Lose the judgement. Just begin again.

Whatever it is you want to be doing in your life...trust that you're on your path, that it's unfolding as it's meant to, complete with zigs and zags and perhaps even some full stops. And then you begin again either in a new more aligned direction or in the one that stays continues to whisper to you.

Right? Write!

May 11, 2011

a package deal

The last few weeks I've noticed that, along with the daffodils and the bright green shoots on the trees, I too feel like I'm coming alive again. I see it reflected in my energy level, my day timer, and the number of community adventures I'm embarking on. My hibernation period appears to be over.

Being alive is a package deal though, alongside the joy and excitement comes a certain measure of pain and fear. You need the whole spectrum to feel at all.

Despite the mixed package, I'm glad I'm here right now. I recognize that over this past year I have been cultivating new perspectives and habits. Like learning to choose between equally delicious possibilities. Like allowing more empty space for me to follow my bodies cues in that moment. Like re-engaging with my vision, my dreams - and adding some new features. Like learning how to accept loss and move on.

I spent most of last Saturday reading a novel - though I'd hoped to do a long bike ride and attend a birthday party. I let myself choose an extended period of quiet, restful solitude instead. I decided to take care of myself in this way knowing I might be missing a great opportunity (meeting other horse people) and worse, might be disappointing someone. I trusted that those opportunities will come again. I trusted that if I did disappoint, they will understand and forgive me. I listened to my body and trusted its message of need, not my brain telling me what I 'should' do. I trusted my instincts.
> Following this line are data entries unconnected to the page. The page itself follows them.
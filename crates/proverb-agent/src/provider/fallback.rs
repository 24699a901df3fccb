//! Fallback Providers
//!
//! Fixed answers used when a provider credential is absent.

use async_trait::async_trait;

use super::{Geocoder, SearchService, WeatherService};
use crate::error::Result;
use crate::model::{GeoPoint, SearchOptions, SearchResult, WeatherReport};

/// Always answers London
pub struct DemoGeocoder;

impl DemoGeocoder {
    pub const LOCATION: GeoPoint = GeoPoint::new(51.1, -0.1);
}

#[async_trait]
impl Geocoder for DemoGeocoder {
    async fn locate(&self, description: &str) -> Result<GeoPoint> {
        tracing::debug!(%description, "No geocoding key, using demo location");
        Ok(Self::LOCATION)
    }

    fn name(&self) -> &str {
        "demo"
    }
}

/// Always answers a sunny 21°C
pub struct DemoWeather;

impl DemoWeather {
    pub fn report() -> WeatherReport {
        WeatherReport {
            temperature: "21°C".into(),
            description: "Sunny".into(),
        }
    }
}

#[async_trait]
impl WeatherService for DemoWeather {
    async fn current(&self, lat: f64, lng: f64) -> Result<WeatherReport> {
        tracing::debug!(lat, lng, "No weather key, using demo reading");
        Ok(Self::report())
    }

    fn name(&self) -> &str {
        "demo"
    }
}

/// Finds nothing
pub struct DemoSearch;

#[async_trait]
impl SearchService for DemoSearch {
    async fn search(&self, query: &str, _options: &SearchOptions) -> Result<Vec<SearchResult>> {
        tracing::debug!(%query, "No search key, returning no results");
        Ok(Vec::new())
    }

    fn name(&self) -> &str {
        "demo"
    }
}
//! Ollama LLM Provider
//!
//! Implementation of `LlmProvider` for local Ollama inference.

use agent_core::{
    error::{AgentError, Result},
    message::{Message, Role},
    provider::{
        Completion, FinishReason, GenerationOptions, LlmProvider, ModelInfo, DEFAULT_MODEL,
    },
};
use async_trait::async_trait;
use ollama_rs::{
    generation::chat::{ChatMessage, MessageRole, request::ChatMessageRequest},
    models::ModelOptions,
    Ollama,
};

/// Ollama provider configuration
#[derive(Clone, Debug)]
pub struct OllamaConfig {
    /// Ollama host URL
    pub host: String,

    /// Ollama port
    pub port: u16,

    /// Model used when the agent does not override it
    pub model: String,
}

impl Default for OllamaConfig {
    fn default() -> Self {
        Self {
            host: "http://localhost".into(),
            port: 11434,
            model: DEFAULT_MODEL.into(),
        }
    }
}

impl OllamaConfig {
    /// Build from an arbitrary variable source
    pub fn from_lookup(lookup: impl Fn(&str) -> Option<String>) -> Self {
        let defaults = Self::default();
        Self {
            host: lookup("OLLAMA_HOST").unwrap_or(defaults.host),
            port: lookup("OLLAMA_PORT")
                .and_then(|p| p.parse().ok())
                .unwrap_or(defaults.port),
            model: lookup("AGENT_MODEL")
                .filter(|m| !m.is_empty())
                .unwrap_or(defaults.model),
        }
    }
}

/// Ollama LLM provider
pub struct OllamaProvider {
    client: Ollama,
    config: OllamaConfig,
}

impl OllamaProvider {
    /// Create from configuration
    pub fn from_config(config: OllamaConfig) -> Self {
        Self {
            client: Ollama::new(config.host.clone(), config.port),
            config,
        }
    }

    /// Convert agent messages to Ollama format
    fn convert_messages(messages: &[Message]) -> Vec<ChatMessage> {
        messages
            .iter()
            .map(|m| match m.role {
                Role::System => ChatMessage::new(MessageRole::System, m.content.clone()),
                Role::User => ChatMessage::new(MessageRole::User, m.content.clone()),
                Role::Assistant => ChatMessage::new(MessageRole::Assistant, m.content.clone()),
                // Text-protocol tool results are replayed as user context
                Role::Tool => ChatMessage::new(MessageRole::User, m.content.clone()),
            })
            .collect()
    }

    /// Build Ollama model options
    fn build_options(opts: &GenerationOptions) -> ModelOptions {
        let options = ModelOptions::default()
            .temperature(opts.temperature)
            .top_p(opts.top_p)
            .num_predict(i32::try_from(opts.max_tokens).unwrap_or(i32::MAX));

        if opts.stop_sequences.is_empty() {
            options
        } else {
            options.stop(opts.stop_sequences.clone())
        }
    }
}

#[async_trait]
impl LlmProvider for OllamaProvider {
    async fn health_check(&self) -> Result<bool> {
        match self.client.list_local_models().await {
            Ok(_) => Ok(true),
            Err(e) => {
                tracing::warn!("Ollama health check failed: {}", e);
                Ok(false)
            }
        }
    }

    async fn complete(
        &self,
        messages: &[Message],
        options: &GenerationOptions,
    ) -> Result<Completion> {
        let request = ChatMessageRequest::new(
            options.model.clone(),
            Self::convert_messages(messages),
        ).options(Self::build_options(options));

        let response = self.client
            .send_chat_messages(request)
            .await
            .map_err(|e| AgentError::Provider(e.to_string()))?;

        Ok(Completion {
            content: response.message.content,
            model: options.model.clone(),
            usage: None,
            finish_reason: Some(FinishReason::Stop),
        })
    }

    async fn list_models(&self) -> Result<Vec<ModelInfo>> {
        let models = self.client
            .list_local_models()
            .await
            .map_err(|e| AgentError::ProviderUnavailable(e.to_string()))?;

        Ok(models
            .into_iter()
            .map(|m| ModelInfo {
                id: m.name.clone(),
                name: m.name,
            })
            .collect())
    }
}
I am surprised to discover that my reignited dreams of another renovation project are largely fueled by a desire for the barn to once again be a retreat space for workshops I want to lead here. This past year has helped me gain a better understanding of why this is important to me. My creative juices are stirred up as I begin to address each of the hurdles that are part of reaching that dream. What feels different this time is that I am approaching it with more patience, a sense of letting things unfold in their own time. I am embellishing the vision and will let it move forward in little steps as they present themselves.

As for pain, loss and all those things...well that I just have to accept as part of the journey. I am learning to ride those waves knowing that other feelings will follow soon enough. I let the tears flow and then go for a walk in the woods, or to a community meeting/event, or I write a song. I know I can influence what I allow my mind to focus on. And right now I choose health, music, community, beauty, friendship, family, learning, nature, renovations, and my vision, to name a few.


All in all, as I reflect, I'd say there is much more joy than pain in this current package. Good to notice.